When attempting to reach a specific website via the Cato Cloud, the page won't load and eventually will time out. However, the same website is accessible outside the Cato Cloud. It is possible that the website is blocking Cato IP ranges due to internal restrictions. Although Cato does not have control over this behavior, there are a few ways to troubleshoot and overcome this issue.
The website may also be restricting access based on the PoP IP geo-location. See Geo-blocked Websites
- Run a local packet capture either on the PC or via the socket to confirm that there are no replies from the website server. You will only see SYN packets going out or a complete 3-way handshake with no application-layer exchange. A RST packet may also come from the website server which would be a clear indication that the Cato IP is being blocked.

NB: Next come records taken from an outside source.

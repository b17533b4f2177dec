//! Infrastructure - configuration, metrics, task handles
//!
//! - `config` - Application configuration (TOML loading, defaults)
//! - `metrics` - Lock-free metrics collection
//! - `task` - Abort-on-drop handle for spawned helper tasks

pub mod config;
pub mod metrics;
pub mod task;

pub use config::Config;
pub use metrics::Metrics;
pub use task::ScopedTask;
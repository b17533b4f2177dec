//! Scoped background task handle
//!
//! Wraps a spawned tokio task so that it is aborted on `cancel()` or when the
//! handle is dropped. Cancelling never waits for the task to finish and is
//! safe to repeat.

use std::future::Future;
use tokio::task::AbortHandle;

#[derive(Debug)]
pub struct ScopedTask {
    abort: Option<AbortHandle>,
}

impl ScopedTask {
    /// Spawn `future` on the current runtime
    pub fn spawn<F>(future: F) -> Self
    where
        F: Future<Output = ()> + Send + 'static,
    {
        let handle = tokio::spawn(future);
        Self { abort: Some(handle.abort_handle()) }
    }

    /// Abort the task. Idempotent.
    pub fn cancel(&mut self) {
        if let Some(abort) = self.abort.take() {
            abort.abort();
        }
    }

    /// True until cancelled or the task has run to completion
    pub fn is_active(&self) -> bool {
        self.abort.as_ref().is_some_and(|a| !a.is_finished())
    }
}

impl Drop for ScopedTask {
    fn drop(&mut self) {
        self.cancel();
    }
}

#[cfg(test)]
mod tests {
    use super::*;
    use std::sync::atomic::{AtomicBool, Ordering};
    use std::sync::Arc;
    use std::time::Duration;

    #[tokio::test]
    async fn test_cancel_is_idempotent() {
        let mut task = ScopedTask::spawn(async {
            tokio::time::sleep(Duration::from_secs(60)).await;
        });
        assert!(task.is_active());

        task.cancel();
        task.cancel();
        assert!(!task.is_active());
    }

    #[tokio::test]
    async fn test_drop_aborts() {
        let finished = Arc::new(AtomicBool::new(false));
        let flag = finished.clone();
        let task = ScopedTask::spawn(async move {
            tokio::time::sleep(Duration::from_millis(50)).await;
            flag.store(true, Ordering::SeqCst);
        });
        drop(task);

        tokio::time::sleep(Duration::from_millis(100)).await;
        assert!(!finished.load(Ordering::SeqCst));
    }
}
//! Integration tests for configuration loading

use std::io::Write;
use storywalk::domain::Coordinate;
use storywalk::infra::Config;
use tempfile::NamedTempFile;

#[test]
fn test_load_config_from_file() {
    let mut temp_file = NamedTempFile::new().unwrap();

    let config_content = r#"
[feeds]
stories = "https://example.org/stories.json"
walks = "feeds/walks.json"
timeout_ms = 5000

[location]
default_latitude = 55.0
default_longitude = -1.6
fallback_timeout_ms = 10000
replay_file = "tracks/coast.jsonl"
replay_interval_ms = 500

[proximity]
unlock_radius_km = 0.2

[walk]
refresh_interval_ms = 1000

[routing]
enabled = false
service_url = "http://localhost:5000/route/v1"
profile = "walking"
timeout_ms = 3000

[notifications]
file = "out/notes.jsonl"
buffer = 16

[metrics]
interval_secs = 15
"#;

    temp_file.write_all(config_content.as_bytes()).unwrap();
    temp_file.flush().unwrap();

    let config = Config::from_file(temp_file.path()).unwrap();

    assert_eq!(config.stories_feed(), "https://example.org/stories.json");
    assert_eq!(config.walks_feed(), "feeds/walks.json");
    assert_eq!(config.feed_timeout_ms(), 5000);
    assert_eq!(config.default_position(), Coordinate::new(55.0, -1.6).unwrap());
    assert_eq!(config.fallback_timeout_ms(), 10_000);
    // Unset keys keep their defaults
    assert_eq!(config.high_accuracy_timeout_ms(), 20_000);
    assert_eq!(config.replay_file(), Some("tracks/coast.jsonl"));
    assert_eq!(config.replay_interval_ms(), 500);
    assert_eq!(config.unlock_radius_km(), 0.2);
    assert_eq!(config.refresh_interval_ms(), 1000);
    assert!(!config.routing_enabled());
    assert_eq!(config.routing_profile(), "walking");
    assert_eq!(config.routing_timeout_ms(), 3000);
    assert_eq!(config.notifications_file(), Some("out/notes.jsonl"));
    assert_eq!(config.notification_buffer(), 16);
    assert_eq!(config.metrics_interval_secs(), 15);
}

#[test]
fn test_load_from_path_fallback() {
    let config = Config::load_from_path("/nonexistent/config.toml");
    assert_eq!(config.unlock_radius_km(), 0.1);
    assert_eq!(config.default_position(), Coordinate::new(54.5, -1.5).unwrap());
    assert_eq!(config.routing_service_url(), "https://router.project-osrm.org/route/v1");
}

#[test]
fn test_invalid_file_falls_back() {
    let mut temp_file = NamedTempFile::new().unwrap();
    temp_file.write_all(b"[proximity]\nunlock_radius_km = -1.0\n").unwrap();
    temp_file.flush().unwrap();

    assert!(Config::from_file(temp_file.path()).is_err());
    let config = Config::load_from_path(temp_file.path().to_str().unwrap());
    assert_eq!(config.unlock_radius_km(), 0.1);
}

#[test]
fn test_zero_intervals_clamped() {
    let mut temp_file = NamedTempFile::new().unwrap();
    temp_file
        .write_all(b"[location]\nreplay_interval_ms = 0\n\n[walk]\nrefresh_interval_ms = 0\n")
        .unwrap();
    temp_file.flush().unwrap();

    let config = Config::from_file(temp_file.path()).unwrap();
    assert_eq!(config.replay_interval_ms(), 1);
    assert_eq!(config.refresh_interval_ms(), 1);

    let config = Config::default().with_replay_file("track.jsonl", 0);
    assert_eq!(config.replay_interval_ms(), 1);
}

#[test]
fn test_bundled_dev_config_parses() {
    let path = concat!(env!("CARGO_MANIFEST_DIR"), "/config/dev.toml");
    let config = Config::from_file(path).unwrap();
    assert_eq!(config.replay_file(), Some("data/track.jsonl"));
    assert_eq!(config.refresh_interval_ms(), 3000);
}
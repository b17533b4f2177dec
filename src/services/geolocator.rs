//! Position acquisition
//!
//! Wraps a platform `PositionSource` with the acquisition policy:
//! - one-shot: high accuracy first, then one relaxed retry
//! - continuous: samples forwarded to a callback, failures logged,
//!   last good position retained
//! - stale fixes (older than the allowed maximum age) are rejected

use crate::domain::error::LocationError;
use crate::domain::types::{epoch_ms, PositionSample};
use crate::infra::config::Config;
use crate::infra::metrics::Metrics;
use crate::infra::task::ScopedTask;
use async_trait::async_trait;
use parking_lot::{Mutex, RwLock};
use std::sync::atomic::{AtomicU64, Ordering};
use std::sync::Arc;
use std::time::Duration;
use tokio::sync::mpsc;
use tracing::{debug, info, warn};

/// Options passed to the platform for a fix
#[derive(Debug, Clone, Copy, PartialEq)]
pub struct PositionOptions {
    pub high_accuracy: bool,
    pub timeout: Duration,
    pub maximum_age: Duration,
}

impl PositionOptions {
    /// First attempt: precise, generous timeout
    pub fn high_accuracy(config: &Config) -> Self {
        Self {
            high_accuracy: true,
            timeout: Duration::from_millis(config.high_accuracy_timeout_ms()),
            maximum_age: Duration::from_millis(config.high_accuracy_max_age_ms()),
        }
    }

    /// Retry: coarse, accepts older fixes
    pub fn relaxed(config: &Config) -> Self {
        Self {
            high_accuracy: false,
            timeout: Duration::from_millis(config.fallback_timeout_ms()),
            maximum_age: Duration::from_millis(config.fallback_max_age_ms()),
        }
    }
}

/// Stream of fixes produced by a continuous watch
pub type PositionStream = mpsc::Receiver<Result<PositionSample, LocationError>>;

/// Platform position API
#[async_trait]
pub trait PositionSource: Send + Sync {
    /// One-shot fix; may suspend for as long as the platform takes
    async fn current_position(
        &self,
        options: PositionOptions,
    ) -> Result<PositionSample, LocationError>;

    /// Continuous fixes until the receiver is dropped
    fn watch(&self, options: PositionOptions) -> PositionStream;
}

/// Source for platforms without geolocation
pub struct UnsupportedSource;

#[async_trait]
impl PositionSource for UnsupportedSource {
    async fn current_position(
        &self,
        _options: PositionOptions,
    ) -> Result<PositionSample, LocationError> {
        Err(LocationError::Unsupported)
    }

    fn watch(&self, _options: PositionOptions) -> PositionStream {
        // Sender dropped immediately: the stream ends without samples
        let (_tx, rx) = mpsc::channel(1);
        rx
    }
}

/// Handle to a running position watch. Cancelling is idempotent.
#[derive(Debug, Clone)]
pub struct WatchHandle {
    id: u64,
    task: Arc<Mutex<Option<ScopedTask>>>,
}

impl WatchHandle {
    pub fn id(&self) -> u64 {
        self.id
    }

    pub fn cancel(&self) {
        if let Some(mut task) = self.task.lock().take() {
            task.cancel();
            debug!(watch_id = %self.id, "position_watch_cancelled");
        }
    }

    pub fn is_active(&self) -> bool {
        self.task.lock().as_ref().is_some_and(|t| t.is_active())
    }
}

/// One-shot acquisition detached from the Geolocator, so it can run on
/// its own task while the caller keeps serving other events
#[derive(Clone)]
pub struct PositionRequest {
    source: Arc<dyn PositionSource>,
    primary: PositionOptions,
    fallback: PositionOptions,
    last_known: Arc<RwLock<Option<PositionSample>>>,
    metrics: Arc<Metrics>,
}

impl PositionRequest {
    /// High accuracy first, then a single relaxed retry.
    ///
    /// Returns the retry's error when both attempts fail; the caller decides
    /// on a fallback position.
    pub async fn run(&self) -> Result<PositionSample, LocationError> {
        match self.attempt(self.primary).await {
            Ok(sample) => Ok(sample),
            Err(e) => {
                warn!(error = %e, "position_high_accuracy_failed");
                match self.attempt(self.fallback).await {
                    Ok(sample) => Ok(sample),
                    Err(e) => {
                        warn!(error = %e, "position_unavailable");
                        Err(e)
                    }
                }
            }
        }
    }

    async fn attempt(&self, options: PositionOptions) -> Result<PositionSample, LocationError> {
        let result = tokio::time::timeout(options.timeout, self.source.current_position(options))
            .await
            .map_err(|_| LocationError::Timeout)
            .and_then(|r| r);

        let sample = match result {
            Ok(sample) => sample,
            Err(e) => {
                self.metrics.record_position_error();
                return Err(e);
            }
        };

        let age_ms = sample.age_ms(epoch_ms());
        if age_ms > options.maximum_age.as_millis() as u64 {
            self.metrics.record_stale_sample();
            return Err(LocationError::Stale { age_ms });
        }

        self.metrics.record_position_sample();
        *self.last_known.write() = Some(sample);
        info!(
            position = %sample.coord,
            accuracy = %sample.accuracy.as_str(),
            high_accuracy = %options.high_accuracy,
            "position_acquired"
        );
        Ok(sample)
    }
}

static NEXT_WATCH_ID: AtomicU64 = AtomicU64::new(1);

pub struct Geolocator {
    source: Arc<dyn PositionSource>,
    primary: PositionOptions,
    fallback: PositionOptions,
    last_known: Arc<RwLock<Option<PositionSample>>>,
    active_watch: Option<WatchHandle>,
    metrics: Arc<Metrics>,
}

impl Geolocator {
    pub fn new(source: Arc<dyn PositionSource>, config: &Config, metrics: Arc<Metrics>) -> Self {
        Self::with_options(
            source,
            PositionOptions::high_accuracy(config),
            PositionOptions::relaxed(config),
            metrics,
        )
    }

    pub fn with_options(
        source: Arc<dyn PositionSource>,
        primary: PositionOptions,
        fallback: PositionOptions,
        metrics: Arc<Metrics>,
    ) -> Self {
        Self {
            source,
            primary,
            fallback,
            last_known: Arc::new(RwLock::new(None)),
            active_watch: None,
            metrics,
        }
    }

    /// Last good fix from either a one-shot request or the watch
    pub fn last_known(&self) -> Option<PositionSample> {
        *self.last_known.read()
    }

    /// Handle for a one-shot fix that can be moved onto another task
    pub fn one_shot(&self) -> PositionRequest {
        PositionRequest {
            source: self.source.clone(),
            primary: self.primary,
            fallback: self.fallback,
            last_known: self.last_known.clone(),
            metrics: self.metrics.clone(),
        }
    }

    /// One-shot fix with a single relaxed retry
    pub async fn request_once(&self) -> Result<PositionSample, LocationError> {
        self.one_shot().run().await
    }

    /// Start continuous watching, replacing any active watch.
    ///
    /// `on_sample` is called for each fresh fix in arrival order.
    pub fn start_watching<F>(&mut self, on_sample: F) -> WatchHandle
    where
        F: FnMut(PositionSample) + Send + 'static,
    {
        self.stop_watching();

        let options = self.primary;
        let stream = self.source.watch(options);
        let id = NEXT_WATCH_ID.fetch_add(1, Ordering::Relaxed);
        let task = ScopedTask::spawn(run_watch(
            id,
            stream,
            self.last_known.clone(),
            self.metrics.clone(),
            options.maximum_age,
            on_sample,
        ));

        let handle = WatchHandle { id, task: Arc::new(Mutex::new(Some(task))) };
        info!(watch_id = %id, "position_watch_started");
        self.active_watch = Some(handle.clone());
        handle
    }

    /// Cancel the active watch, if any. Idempotent.
    pub fn stop_watching(&mut self) {
        if let Some(handle) = self.active_watch.take() {
            handle.cancel();
        }
    }

    pub fn is_watching(&self) -> bool {
        self.active_watch.as_ref().is_some_and(|h| h.is_active())
    }
}

impl Drop for Geolocator {
    fn drop(&mut self) {
        self.stop_watching();
    }
}

async fn run_watch<F>(
    id: u64,
    mut stream: PositionStream,
    last_known: Arc<RwLock<Option<PositionSample>>>,
    metrics: Arc<Metrics>,
    maximum_age: Duration,
    mut on_sample: F,
) where
    F: FnMut(PositionSample) + Send + 'static,
{
    let max_age_ms = maximum_age.as_millis() as u64;

    while let Some(item) = stream.recv().await {
        match item {
            Ok(sample) => {
                let age_ms = sample.age_ms(epoch_ms());
                if age_ms > max_age_ms {
                    metrics.record_stale_sample();
                    debug!(watch_id = %id, age_ms = %age_ms, "position_sample_stale");
                    continue;
                }
                metrics.record_position_sample();
                *last_known.write() = Some(sample);
                on_sample(sample);
            }
            Err(e) => {
                // Keep the previous position
                metrics.record_position_error();
                warn!(watch_id = %id, error = %e, "position_watch_error");
            }
        }
    }

    info!(watch_id = %id, "position_watch_ended");
}
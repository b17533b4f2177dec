//! Story catalog: the master target list plus its live lock table

use crate::domain::error::{CatalogError, FeedError};
use crate::domain::types::{Coordinate, LockState, PositionSample, Target, TargetId};
use crate::services::distance::{distance_km, km_to_m};
use crate::services::proximity_gate::{LockTable, ProximityEvents, ProximityGate};
use rustc_hash::FxHashMap;
use serde::Serialize;
use tracing::info;

/// A target as listed to the user, with its current lock state
#[derive(Debug, Clone, PartialEq, Serialize)]
pub struct StoryView {
    pub id: TargetId,
    pub title: String,
    pub category: String,
    pub teaser: String,
    pub unlocked: bool,
    /// Whole metres; absent before the first position update
    pub distance_m: Option<u64>,
}

#[derive(Debug, Default)]
pub struct StoryCatalog {
    targets: Vec<Target>,
    index: FxHashMap<TargetId, usize>,
    gate: ProximityGate,
}

impl StoryCatalog {
    /// Empty catalog, used when the feed could not be loaded
    pub fn empty() -> Self {
        Self::default()
    }

    /// Build from loaded targets; ids must be unique
    pub fn from_targets(targets: Vec<Target>) -> Result<Self, FeedError> {
        let mut index = FxHashMap::with_capacity_and_hasher(targets.len(), Default::default());
        for (i, target) in targets.iter().enumerate() {
            if index.insert(target.id.clone(), i).is_some() {
                return Err(FeedError::CatalogLoadFailed(format!(
                    "duplicate story id {}",
                    target.id
                )));
            }
        }

        info!(stories = %targets.len(), "catalog_loaded");
        Ok(Self { targets, index, gate: ProximityGate::new() })
    }

    pub fn len(&self) -> usize {
        self.targets.len()
    }

    pub fn is_empty(&self) -> bool {
        self.targets.is_empty()
    }

    pub fn targets(&self) -> &[Target] {
        &self.targets
    }

    pub fn get(&self, id: &TargetId) -> Option<&Target> {
        self.index.get(id).map(|&i| &self.targets[i])
    }

    /// Recompute lock states for a new position
    pub fn apply_position(&mut self, sample: &PositionSample) -> ProximityEvents {
        self.gate.update(&self.targets, sample)
    }

    pub fn lock_table(&self) -> &LockTable {
        self.gate.table()
    }

    pub fn lock_state(&self, id: &TargetId) -> Option<LockState> {
        self.gate.table().get(id)
    }

    pub fn is_unlocked(&self, id: &TargetId) -> bool {
        self.gate.is_unlocked(id)
    }

    /// Case-insensitive title substring plus exact category; empty criteria
    /// match everything. Catalog order is kept.
    pub fn filter(&self, search: &str, category: &str) -> Vec<&Target> {
        let needle = search.trim().to_lowercase();
        let category = category.trim();

        self.targets
            .iter()
            .filter(|t| needle.is_empty() || t.title.to_lowercase().contains(&needle))
            .filter(|t| category.is_empty() || t.category == category)
            .collect()
    }

    /// Targets by ascending distance; ties keep catalog order
    pub fn proximity_order(&self, position: Coordinate) -> Vec<&Target> {
        let mut ranked: Vec<(f64, &Target)> =
            self.targets.iter().map(|t| (distance_km(position, t.coord), t)).collect();
        // sort_by is stable
        ranked.sort_by(|a, b| a.0.total_cmp(&b.0));
        ranked.into_iter().map(|(_, t)| t).collect()
    }

    /// Listing view of the given targets using the latest lock table
    pub fn views<'a>(&self, targets: impl IntoIterator<Item = &'a Target>) -> Vec<StoryView> {
        targets
            .into_iter()
            .map(|t| {
                let state = self.lock_state(&t.id);
                StoryView {
                    id: t.id.clone(),
                    title: t.title.clone(),
                    category: t.category.clone(),
                    teaser: t.teaser.clone(),
                    unlocked: state.is_some_and(|s| s.unlocked),
                    distance_m: state.map(|s| km_to_m(s.distance_km)),
                }
            })
            .collect()
    }

    /// Every target's lock state, catalog order
    pub fn locks(&self) -> Vec<StoryView> {
        self.views(&self.targets)
    }

    /// Story content, only while the user is within its radius
    pub fn open_story(&self, id: &TargetId) -> Result<&Target, CatalogError> {
        let target = self.get(id).ok_or_else(|| CatalogError::UnknownStory(id.clone()))?;
        match self.lock_state(id) {
            Some(state) if state.unlocked => Ok(target),
            state => Err(CatalogError::StoryLocked {
                distance_m: state.map(|s| km_to_m(s.distance_km)).unwrap_or(u64::MAX),
                radius_m: km_to_m(target.radius_km),
            }),
        }
    }

    /// Distinct categories in first-seen order
    pub fn categories(&self) -> Vec<&str> {
        let mut seen: Vec<&str> = Vec::new();
        for target in &self.targets {
            if !seen.contains(&target.category.as_str()) {
                seen.push(&target.category);
            }
        }
        seen
    }
}

#[cfg(test)]
mod tests {
    use super::*;
    use crate::domain::types::Accuracy;

    fn target(id: &str, title: &str, category: &str, lat: f64, lon: f64) -> Target {
        Target {
            id: TargetId::new(id),
            title: title.to_string(),
            coord: Coordinate::new(lat, lon).unwrap(),
            category: category.to_string(),
            teaser: format!("{title} teaser"),
            content: format!("{title} content"),
            image_ref: String::new(),
            audio_ref: String::new(),
            radius_km: 0.1,
        }
    }

    fn catalog() -> StoryCatalog {
        StoryCatalog::from_targets(vec![
            target("worm", "The Lambton Worm", "legend", 54.8520, -1.5711),
            target("grey", "The Grey Lady of Bamburgh Castle", "ghost", 55.6090, -1.7109),
            target("sockburn", "The Sockburn Worm", "legend", 54.4530, -1.4870),
            target("hob", "Hob Hurst", "folk", 54.8520, -1.5711),
        ])
        .unwrap()
    }

    fn at(lat: f64, lon: f64) -> PositionSample {
        PositionSample::new(Coordinate::new(lat, lon).unwrap(), 0, Accuracy::High)
    }

    #[test]
    fn test_duplicate_ids_rejected() {
        let result = StoryCatalog::from_targets(vec![
            target("a", "A", "x", 1.0, 1.0),
            target("a", "B", "x", 2.0, 2.0),
        ]);
        assert!(matches!(result, Err(FeedError::CatalogLoadFailed(_))));
    }

    #[test]
    fn test_filter_title_case_insensitive() {
        let catalog = catalog();
        let ids: Vec<&str> = catalog.filter("worm", "").iter().map(|t| t.id.as_str()).collect();
        assert_eq!(ids, vec!["worm", "sockburn"]);

        let ids: Vec<&str> = catalog.filter("WORM", "").iter().map(|t| t.id.as_str()).collect();
        assert_eq!(ids, vec!["worm", "sockburn"]);
    }

    #[test]
    fn test_filter_ignores_teaser() {
        let catalog = catalog();
        // "teaser" appears in every teaser but no title
        assert!(catalog.filter("teaser", "").is_empty());
    }

    #[test]
    fn test_filter_category_exact() {
        let catalog = catalog();
        let ids: Vec<&str> = catalog.filter("", "legend").iter().map(|t| t.id.as_str()).collect();
        assert_eq!(ids, vec!["worm", "sockburn"]);
        assert!(catalog.filter("", "Legend").is_empty());
        assert_eq!(catalog.filter("grey", "ghost").len(), 1);
        assert!(catalog.filter("grey", "legend").is_empty());
    }

    #[test]
    fn test_filter_empty_matches_all() {
        assert_eq!(catalog().filter("", "").len(), 4);
    }

    #[test]
    fn test_proximity_order_stable_ties() {
        let catalog = catalog();
        let order: Vec<&str> = catalog
            .proximity_order(Coordinate::new(54.8520, -1.5711).unwrap())
            .iter()
            .map(|t| t.id.as_str())
            .collect();
        // worm and hob share a coordinate: catalog order decides
        assert_eq!(order, vec!["worm", "hob", "sockburn", "grey"]);
    }

    #[test]
    fn test_filter_reflects_latest_locks() {
        let mut catalog = catalog();
        catalog.apply_position(&at(54.8520, -1.5711));

        let views = catalog.views(catalog.filter("worm", ""));
        assert!(views[0].unlocked);
        assert_eq!(views[0].distance_m, Some(0));
        assert!(!views[1].unlocked);

        catalog.apply_position(&at(54.4530, -1.4870));
        let views = catalog.views(catalog.filter("worm", ""));
        assert!(!views[0].unlocked);
        assert!(views[1].unlocked);
    }

    #[test]
    fn test_open_story_requires_proximity() {
        let mut catalog = catalog();
        let worm = TargetId::new("worm");

        // No position yet
        assert!(matches!(catalog.open_story(&worm), Err(CatalogError::StoryLocked { .. })));

        catalog.apply_position(&at(54.8610, -1.5711));
        match catalog.open_story(&worm) {
            Err(CatalogError::StoryLocked { distance_m, radius_m }) => {
                assert_eq!(radius_m, 100);
                assert!((995..=1010).contains(&distance_m), "got {distance_m}");
            }
            other => panic!("expected locked, got {other:?}"),
        }

        catalog.apply_position(&at(54.8520, -1.5711));
        assert_eq!(catalog.open_story(&worm).unwrap().title, "The Lambton Worm");

        assert!(matches!(
            catalog.open_story(&TargetId::new("nope")),
            Err(CatalogError::UnknownStory(_))
        ));
    }

    #[test]
    fn test_locks_cover_all_targets() {
        let mut catalog = catalog();
        assert!(catalog.locks().iter().all(|v| v.distance_m.is_none()));

        catalog.apply_position(&at(54.8520, -1.5711));
        let locks = catalog.locks();
        assert_eq!(locks.len(), 4);
        let unlocked: Vec<&str> =
            locks.iter().filter(|v| v.unlocked).map(|v| v.id.as_str()).collect();
        assert_eq!(unlocked, vec!["worm", "hob"]);
    }

    #[test]
    fn test_categories() {
        assert_eq!(catalog().categories(), vec!["legend", "ghost", "folk"]);
    }
}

- It's also possible that parts of the website won't fully load which may indicate a redirection to another server that blocks Cato IP ranges. Collect a HAR file via the browser's developer tool for further analysis.
- Contact the Website Administrator and inquire about the reason why Cato IP ranges are being blocked. Request the admin to whitelist the IP ranges listed in this guide according to the PoP location.
- If the affected users were determined to be from a specific location, apply a basic network rule, select the Route via routing method, and pick a different location that will have access to the website.
Cato SDP Client
- You can enable backhaul via a socket in the network rule and select a site that has access to the website. The pop will still perform security scans and will then route SDP traffic to the selected site so the traffic would egress via the socket's WAN port.
- Alternatively, you can create a split tunnel configuration and exempt the IP address(es) of the website. Any traffic to the exempted IP addresses will not be sent to Cato.
- Define the website in a network rule as a Domain object or Application and enable backhaul hairpinning. This allows the traffic that matches the network rule to go to the pop for security scans. The traffic is then routed back to the defined site so the traffic would egress via the local socket's WAN port. Be sure to follow FW best practices and block the QUIC protocol to accurately identify the Website/Application.
- As a last resort, you can perform local bypass so the traffic goes out directly via the socket's WAN port to the target website. This is not an ideal solution as it bypasses the Cato PoP infrastructure and no security is applied to this traffic.
IPSec Site Connected to Cato
- Define the website in a network rule as a Domain object or Application and enable backhaul via IPSec. This allows the traffic that matches the network rule to go to the pop for security scans. The traffic is then routed back to the IPSec site so the traffic would egress via the local firewall's WAN port. Routing configuration on the firewall is necessary for this option to work. Be sure to follow FW best practices and block the QUIC protocol to accurately identify the Website/Application.
- As a last resort, you can change the routing policy on the local IPsec device so that traffic to the website's IP address(es) will not route through the Cato IPsec tunnel. This is not an ideal solution as it bypasses the Cato PoP infrastructure and no security is applied to this traffic.